• _Exercise prompt_
Would you please copy the part of the material below that opens with the line containing "pub fn LoginPage()" and closes with the line containing "let request = match"? Copy it exactly, and only it.
===
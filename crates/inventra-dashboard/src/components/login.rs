//! Login screen.

use leptos::*;
use leptos_router::{use_navigate, A};

use super::primitives::TextField;
use crate::api::Api;
use crate::form::validate_login;
use crate::services::auth;

#[component]
pub fn LoginPage() -> impl IntoView {
    let api = expect_context::<Api>();
    let navigate = use_navigate();

    let username = create_rw_signal(String::new());
    let password = create_rw_signal(String::new());
    let error = create_rw_signal(Option::<String>::None);
    let submitting = create_rw_signal(false);

    let submit = move |ev: ev::SubmitEvent| {
        ev.prevent_default();
        let request = match validate_login(&username.get_untracked(), &password.get_untracked()) {
            Ok(request) => request,
            Err(err) => {
                error.set(Some(err.to_string()));
                return;
            }
        };

        let api = api.clone();
        let navigate = navigate.clone();
        submitting.set(true);
        error.set(None);
        spawn_local(async move {
            match auth::login(&api, &request).await {
                Ok(_) => navigate("/dashboard", Default::default()),
                Err(err) => {
                    log::warn!("login failed: {err}");
                    error.set(Some("Invalid username or password".to_string()));
                }
            }
            submitting.set(false);
        });
    };

    view! {
        <div class="auth-page">
            <div class="auth-card">
                <h1 class="auth-title">"Inventra"</h1>
                <p class="auth-subtitle">"Sign in to manage your assets"</p>
                <Show when=move || error.get().is_some()>
                    <div class="form-error" role="alert">
                        {move || error.get().unwrap_or_default()}
                    </div>
                </Show>
                <form on:submit=submit>
                    <TextField
                        label="Username"
                        value=username
                        on_input=move |v| username.set(v)
                        required=true
                    />
                    <TextField
                        label="Password"
                        value=password
                        on_input=move |v| password.set(v)
                        input_type="password"
                        required=true
                    />
                    <button
                        type="submit"
                        class="btn btn-primary btn-block"
                        disabled=move || submitting.get()
                    >
                        {move || if submitting.get() { "Signing in..." } else { "Sign In" }}
                    </button>
                </form>
                <p class="auth-switch">
                    "No account yet? " <A href="/register">"Register"</A>
                </p>
            </div>
        </div>
    }
}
===
• _Answer to this exercise_
pub fn LoginPage() -> impl IntoView {
    let api = expect_context::<Api>();
    let navigate = use_navigate();

    let username = create_rw_signal(String::new());
    let password = create_rw_signal(String::new());
    let error = create_rw_signal(Option::<String>::None);
    let submitting = create_rw_signal(false);

    let submit = move |ev: ev::SubmitEvent| {
        ev.prevent_default();
        let request = match validate_login(&username.get_untracked(), &password.get_untracked()) {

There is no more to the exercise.